Arch Linux as a distribution is committed to packages becoming bit-for-bit reproducible (have a look at the overarching Reproducible Builds project for more background information on the general topic). The status of the current packages in the official repositories is tracked on https://reproducible.archlinux.org, which is backed by rebuilderd.

After building a package it can be rebuilt using makerepropkg, which may use diffoscope on the resulting package in case it is not reproducible.

As the use of makerepropkg requires the PKGBUILD used to build the initial package, it can not be used when only a package file is available. However, for that use-case repro may be used.

Dealing with the strange

In building packages we have looked at some of the more basic use-cases. The following sub-sections will deal with more uncommon or very specific ones as well as problems at the intersection of build tooling and binary repository management.

Split packages

There are situations, in which one wants to build several packages from a single PKGBUILD. Those are usually:

  • the documentation of the project is very large

  • certain features (e.g. language bindings) are not required by the main application or use-case of the project

  • specific functionality would require a large tree of dependencies but is not required for the main application or use-case

In all three cases this can be handled using a split package setup in which the extra functionality (as a package) is declared an optional dependency of the main package.

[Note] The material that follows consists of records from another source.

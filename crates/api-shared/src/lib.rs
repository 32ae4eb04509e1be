//! # API Shared
//!
//! Shared request/response types for the dashboard HTTP API.
//!
//! Contains:
//! - JSON wire types (`wire` module)
//! - Shared services like `HealthService`
//!
//! Used by `api-rest`.

pub mod health;
pub mod wire;

pub use health::HealthService;
pub use wire::*;
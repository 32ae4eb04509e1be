//! # Dashboard Core
//!
//! Core logic for the disease information dashboard.
//!
//! This crate contains the whole request/response/render pipeline:
//! - building the instructional prompt and calling the completion endpoint
//! - parsing the model's reply into a typed report
//! - producing a surface-independent [`Dashboard`] view model
//!
//! **No API concerns**: HTTP routing and HTML belong in `api-rest`, terminal
//! output in `dashboard-cli`.

pub mod config;
pub mod constants;
pub mod dashboard;
pub mod error;
pub mod prompt;
pub mod report;
pub mod requester;
pub mod service;
pub mod text;

pub use config::DashboardConfig;
pub use dashboard::{
    render_report, BarChart, ChartSeries, Dashboard, MedicationPanel, ParseFailure,
    RecoveryOptionSection, ReferenceLink, RenderOutcome, Severity, SideEffectLine,
};
pub use error::{DashboardError, DashboardResult};
pub use report::DiseaseReport;
pub use requester::{CompletionClient, CompletionFuture, InformationRequester, OpenAiClient};
pub use service::DashboardService;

To create a split package, the pkgname variable of the PKGBUILD is turned into an array, containing multiple package names, while the pkgbase variable (see PKGBUILD#pkgbase) should be set. Additionally, the generic package() function needs to be split up into specific functions for each package (prepare(), build() and check() are shared).

Using the example from PKGBUILDs, this is how it would look like when e.g. splitting out documentation (assuming that the upstream project provides separate install targets for the components).

# Maintainer: Your Name <youremail@domain.com>
pkgbase=dummy-package
pkgname=(dummy-package dummy-package-docs)
pkgver=0.1.0
pkgrel=1
pkgdesc="A dummy package"
arch=(any)
url="https://my-upstream.link/to/dummy-package"
license=(GPL3)
makedepends=(another-package)
source=(https://my-upstream.link/to/$pkgname-$pkgver.tar.gz)
b2sums=('THISISADUMMYCHECKSUM')

package_dummy-package() {
  depends=(another-package)
  optdepends=(
    'dummy-package-docs: for documentation'
    'some-additional: for additional feature X'
  )

  make DESTDIR="$pkgdir" install-scripts -C $pkgname-$pkgver
}

package_dummy-package-docs() {
  make DESTDIR="$pkgdir" install-docs -C $pkgname-$pkgver
}

Binary repository management

The resulting packages of a build process can be installed on a local machine, but are often of course more useful, if more systems can install them as well. For this purpose the repository sync databases exist, which pacman uses (see libalpm_databases) to retrieve the difference between a remote package repository and a local machine's state and to figure out which packages to upgrade.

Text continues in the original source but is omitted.